CPT delegates at Grassy Narrows
This article originally appeared in Christian Peacemaker Teams' newsletter Signs of the Times (Apr-Jun 2011) along with many other stories of CPT work around the world.

(* = names below have been changed to protect the innocent.)

Grassy Narrows First Nation, Ontario: As a child, Fred* followed the trap line with his family in the winter.  Then the Royal Canadian Mounted Police took him away from his family and placed him in a residential school where staff beat him if he spoke his language.
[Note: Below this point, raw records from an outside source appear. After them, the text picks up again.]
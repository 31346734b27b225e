//! Scriptable extractor and store fixtures for unit tests.

use std::sync::atomic::{AtomicUsize, Ordering};
use std::sync::{Arc, Mutex};
use std::time::Duration;

use async_trait::async_trait;

use mediascope_core::error::Result;
use mediascope_core::types::VectorDimensions;
use mediascope_storage::{Database, MediaRepository, MediaStore};

use crate::extraction::{BytesItem, ExtractionStatus, FeatureExtractor, FeatureResult, UrlItem};

pub(crate) enum Reply {
    Vector(Vec<f32>),
    Status(ExtractionStatus),
    Results(Vec<FeatureResult>),
    Panic,
    Hang,
}

type Responder = Box<dyn Fn(&str) -> Reply + Send + Sync>;

/// Extractor whose reply is chosen per media URL (or reference id).
pub(crate) struct MockExtractor {
    responder: Responder,
    delay: Duration,
    calls: Mutex<Vec<String>>,
    in_flight: AtomicUsize,
    max_in_flight: AtomicUsize,
}

impl MockExtractor {
    pub(crate) fn new(responder: impl Fn(&str) -> Reply + Send + Sync + 'static) -> Self {
        Self {
            responder: Box::new(responder),
            delay: Duration::ZERO,
            calls: Mutex::new(Vec::new()),
            in_flight: AtomicUsize::new(0),
            max_in_flight: AtomicUsize::new(0),
        }
    }

    /// Always answers with `vector`.
    pub(crate) fn constant(vector: Vec<f32>) -> Self {
        Self::new(move |_| Reply::Vector(vector.clone()))
    }

    pub(crate) fn with_delay(mut self, delay: Duration) -> Self {
        self.delay = delay;
        self
    }

    pub(crate) fn calls(&self) -> Vec<String> {
        self.calls.lock().unwrap().clone()
    }

    pub(crate) fn max_in_flight(&self) -> usize {
        self.max_in_flight.load(Ordering::SeqCst)
    }

    async fn respond(&self, key: &str) -> Vec<FeatureResult> {
        self.calls.lock().unwrap().push(key.to_string());
        let now = self.in_flight.fetch_add(1, Ordering::SeqCst) + 1;
        self.max_in_flight.fetch_max(now, Ordering::SeqCst);

        if !self.delay.is_zero() {
            tokio::time::sleep(self.delay).await;
        }
        let reply = (self.responder)(key);
        self.in_flight.fetch_sub(1, Ordering::SeqCst);

        match reply {
            Reply::Vector(v) => vec![FeatureResult::success(key, &v)],
            Reply::Status(status) => vec![FeatureResult::failure(key, status, "scripted failure")],
            Reply::Results(results) => results,
            Reply::Panic => panic!("scripted extractor panic for {}", key),
            Reply::Hang => std::future::pending().await,
        }
    }
}

#[async_trait]
impl FeatureExtractor for MockExtractor {
    async fn process_urls(
        &self,
        items: Vec<UrlItem>,
        _apply_denoising: bool,
    ) -> Result<Vec<FeatureResult>> {
        let mut out = Vec::new();
        for item in items {
            out.extend(self.respond(&item.media_url).await);
        }
        Ok(out)
    }

    async fn process_bytes(
        &self,
        items: Vec<BytesItem>,
        _apply_denoising: bool,
    ) -> Result<Vec<FeatureResult>> {
        let mut out = Vec::new();
        for item in items {
            out.extend(self.respond(&item.reference_id).await);
        }
        Ok(out)
    }
}

/// A fresh in-memory repository with small vectors.
pub(crate) fn memory_store(dimensions: VectorDimensions) -> Arc<dyn MediaStore> {
    let db = Database::in_memory(dimensions).unwrap();
    Arc::new(MediaRepository::new(Arc::new(db)))
}
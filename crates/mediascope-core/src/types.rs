use std::fmt;
use std::str::FromStr;

use chrono::{DateTime, Utc};
use serde::{Deserialize, Serialize};

use crate::error::MediaError;

// =============================================================================
// Media classes
// =============================================================================

/// The kind of media an embedding was extracted from.
///
/// Each class has its own table and its own fixed vector dimensionality.
#[derive(Clone, Copy, Debug, PartialEq, Eq, Hash, PartialOrd, Ord, Serialize, Deserialize)]
#[serde(rename_all = "snake_case")]
pub enum MediaClass {
    Image = 0,
    Audio = 1,
}

/// Constants attached to a [`MediaClass`].
#[derive(Debug)]
pub struct MediaClassInfo {
    /// Wire and log name.
    pub name: &'static str,
    /// SQL table holding vectors of this class.
    pub table: &'static str,
    /// Dimensionality used when configuration does not override it.
    pub default_dimensions: usize,
    /// MIME type prefix recognised for uploads.
    pub mime_prefix: &'static str,
    /// Lower-case file extensions recognised for uploads.
    pub extensions: &'static [&'static str],
}

/// Indexed by `MediaClass as usize`.
const CLASS_TABLE: [MediaClassInfo; 2] = [
    MediaClassInfo {
        name: "image",
        table: "images",
        default_dimensions: 1568,
        mime_prefix: "image/",
        extensions: &[".jpg", ".jpeg", ".png", ".gif", ".webp", ".svg", ".bmp", ".tiff"],
    },
    MediaClassInfo {
        name: "audio",
        table: "audio",
        default_dimensions: 768,
        mime_prefix: "audio/",
        extensions: &[".mp3", ".wav", ".ogg", ".m4a", ".flac", ".aac"],
    },
];

impl MediaClass {
    pub const ALL: [MediaClass; 2] = [MediaClass::Image, MediaClass::Audio];

    pub fn info(self) -> &'static MediaClassInfo {
        &CLASS_TABLE[self as usize]
    }

    pub fn as_str(self) -> &'static str {
        self.info().name
    }

    pub fn table_name(self) -> &'static str {
        self.info().table
    }

    pub fn default_dimensions(self) -> usize {
        self.info().default_dimensions
    }
}

impl fmt::Display for MediaClass {
    fn fmt(&self, f: &mut fmt::Formatter<'_>) -> fmt::Result {
        f.write_str(self.as_str())
    }
}

impl FromStr for MediaClass {
    type Err = MediaError;

    fn from_str(s: &str) -> Result<Self, Self::Err> {
        let wanted = s.trim();
        MediaClass::ALL
            .into_iter()
            .find(|class| class.as_str().eq_ignore_ascii_case(wanted))
            .ok_or_else(|| MediaError::UnsupportedMediaType(s.to_string()))
    }
}

/// Per-class vector dimensionality for one deployment.
#[derive(Clone, Copy, Debug, PartialEq, Eq, Serialize, Deserialize)]
pub struct VectorDimensions {
    pub image: usize,
    pub audio: usize,
}

impl VectorDimensions {
    pub fn new(image: usize, audio: usize) -> Self {
        Self { image, audio }
    }

    pub fn get(&self, class: MediaClass) -> usize {
        match class {
            MediaClass::Image => self.image,
            MediaClass::Audio => self.audio,
        }
    }
}

impl Default for VectorDimensions {
    fn default() -> Self {
        Self {
            image: MediaClass::Image.default_dimensions(),
            audio: MediaClass::Audio.default_dimensions(),
        }
    }
}

// =============================================================================
// Records
// =============================================================================

/// A persisted embedding. At most one exists per (class, page URL).
#[derive(Clone, Debug, PartialEq, Serialize, Deserialize)]
pub struct VectorRecord {
    pub page_url: String,
    pub media_class: MediaClass,
    pub vector: Vec<f32>,
    pub created_at: DateTime<Utc>,
}

/// One media item discovered by the crawler.
#[derive(Clone, Debug, PartialEq, Eq, Serialize, Deserialize)]
pub struct ScrapedItem {
    pub page_url: String,
    pub media_url: String,
    #[serde(rename = "media_type")]
    pub media_class: MediaClass,
}

impl ScrapedItem {
    pub fn new(
        page_url: impl Into<String>,
        media_url: impl Into<String>,
        media_class: MediaClass,
    ) -> Self {
        Self {
            page_url: page_url.into(),
            media_url: media_url.into(),
            media_class,
        }
    }
}

/// Aggregate counts for one ingested batch.
///
/// Duplicates are neither processed nor failed, so
/// `items_processed + items_failed + items_skipped == items_received`.
#[derive(Clone, Copy, Debug, Default, PartialEq, Eq, Serialize, Deserialize)]
pub struct BatchOutcome {
    pub items_received: usize,
    pub items_processed: usize,
    pub items_failed: usize,
    pub items_skipped: usize,
}

/// One ranked hit from a similarity query.
#[derive(Clone, Debug, PartialEq, Serialize, Deserialize)]
pub struct SearchResult {
    pub page_url: String,
    pub similarity: f64,
    #[serde(rename = "media_type")]
    pub media_class: MediaClass,
}

/// Result of a conditional insert.
#[derive(Clone, Copy, Debug, PartialEq, Eq, Serialize, Deserialize)]
#[serde(rename_all = "snake_case")]
pub enum InsertOutcome {
    Inserted,
    /// A record for the key already existed; nothing was written.
    AlreadyPresent,
}

/// Where query or index media comes from.
#[derive(Clone, Debug, PartialEq, Eq)]
pub enum MediaInput {
    /// The extraction service downloads the media itself.
    Url(String),
    /// Raw bytes uploaded by the caller.
    Bytes { filename: String, data: Vec<u8> },
}

impl MediaInput {
    /// Short label for logs; never the payload.
    pub fn describe(&self) -> String {
        match self {
            MediaInput::Url(url) => url.clone(),
            MediaInput::Bytes { filename, data } => format!("{} ({} bytes)", filename, data.len()),
        }
    }
}

// =============================================================================
// Scraping
// =============================================================================

/// A crawl job request forwarded to the scraper service.
#[derive(Clone, Debug, Default, PartialEq, Eq, Serialize, Deserialize)]
pub struct ScrapeRequest {
    pub url: String,
    #[serde(default)]
    pub allowed_domains: String,
    #[serde(default)]
    pub depth_limit: i32,
    #[serde(default)]
    pub crawl_strategy: String,
    #[serde(default)]
    pub use_playwright: bool,
}

#[derive(Clone, Copy, Debug, PartialEq, Eq, Hash, Serialize, Deserialize)]
#[serde(rename_all = "snake_case")]
pub enum ScrapeStatus {
    Accepted,
    Rejected,
}

/// Scraper reply. `Rejected` is a normal outcome, not a failure.
#[derive(Clone, Debug, PartialEq, Eq, Serialize, Deserialize)]
pub struct ScrapeResponse {
    pub job_id: String,
    pub status: ScrapeStatus,
    #[serde(default)]
    pub message: String,
}

#[cfg(test)]
mod tests {
    use super::*;

    #[test]
    fn test_class_table_lookup() {
        assert_eq!(MediaClass::Image.table_name(), "images");
        assert_eq!(MediaClass::Audio.table_name(), "audio");
        assert_eq!(MediaClass::Image.default_dimensions(), 1568);
        assert_eq!(MediaClass::Audio.default_dimensions(), 768);
        for class in MediaClass::ALL {
            assert_eq!(class.info().name, class.as_str());
        }
    }

    #[test]
    fn test_class_from_str() {
        assert_eq!("image".parse::<MediaClass>().unwrap(), MediaClass::Image);
        assert_eq!("AUDIO".parse::<MediaClass>().unwrap(), MediaClass::Audio);
        assert_eq!(" Audio ".parse::<MediaClass>().unwrap(), MediaClass::Audio);

        let err = "video".parse::<MediaClass>().unwrap_err();
        assert!(matches!(err, MediaError::UnsupportedMediaType(_)));
    }

    #[test]
    fn test_class_serde_names() {
        assert_eq!(serde_json::to_string(&MediaClass::Image).unwrap(), "\"image\"");
        let class: MediaClass = serde_json::from_str("\"audio\"").unwrap();
        assert_eq!(class, MediaClass::Audio);
    }

    #[test]
    fn test_default_dimensions_follow_table() {
        let dims = VectorDimensions::default();
        assert_eq!(dims.get(MediaClass::Image), 1568);
        assert_eq!(dims.get(MediaClass::Audio), 768);

        let dims = VectorDimensions::new(4, 3);
        assert_eq!(dims.get(MediaClass::Image), 4);
        assert_eq!(dims.get(MediaClass::Audio), 3);
    }

    #[test]
    fn test_scraped_item_wire_format() {
        let json = r#"{"page_url":"https://a.test/p","media_url":"https://a.test/x.png","media_type":"image"}"#;
        let item: ScrapedItem = serde_json::from_str(json).unwrap();
        assert_eq!(item.media_class, MediaClass::Image);
        assert_eq!(item.page_url, "https://a.test/p");
    }

    #[test]
    fn test_search_result_serializes_media_type() {
        let hit = SearchResult {
            page_url: "https://a.test".to_string(),
            similarity: 0.5,
            media_class: MediaClass::Audio,
        };
        let value = serde_json::to_value(&hit).unwrap();
        assert_eq!(value["media_type"], "audio");
    }

    #[test]
    fn test_scrape_request_defaults() {
        let req: ScrapeRequest = serde_json::from_str(r#"{"url":"https://a.test"}"#).unwrap();
        assert_eq!(req.depth_limit, 0);
        assert!(req.crawl_strategy.is_empty());
        assert!(!req.use_playwright);
    }

    #[test]
    fn test_media_input_describe_hides_payload() {
        let input = MediaInput::Bytes {
            filename: "cat.png".to_string(),
            data: vec![1, 2, 3],
        };
        assert_eq!(input.describe(), "cat.png (3 bytes)");
    }
}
Over 150,000 First Nations, Métis and Inuit children were placed in church-run residential schools.[6]  The first were established in the 1840s and the last one closed just 15 years ago in 1996.  Recorded mortality rates at these schools reached as high as 69% through a combination of poor nutrition, brutal discipline, disease, abuse and neglect.
Dryden pulp mill used mercury
Eventually, Fred was able to rejoin his family and return to his community’s traditional ways of hunting and fishing.  Then the Dryden Chemical Company dumped 9,000 kilos of mercury into the English River water system.  Consumption of mercury-contaminated fish over a sustained period causes permanent damage to the nervous system.  

Today Fred shows prominent signs of Minamata disease caused by severe mercury poisoning.  His symptoms include slurred speech, shaky hands and an unsteady walk. Many others in the community show symptoms as well, but only 38% receive any compensation.[1]

Jay* was walking home from school on the reserve one day when a driver pulled up and offered him a ride home.  But the car didn’t take him home.  It took him to a foster home.  It wasn’t until his mid-twenties that Jay finally got back home to Grassy Narrows.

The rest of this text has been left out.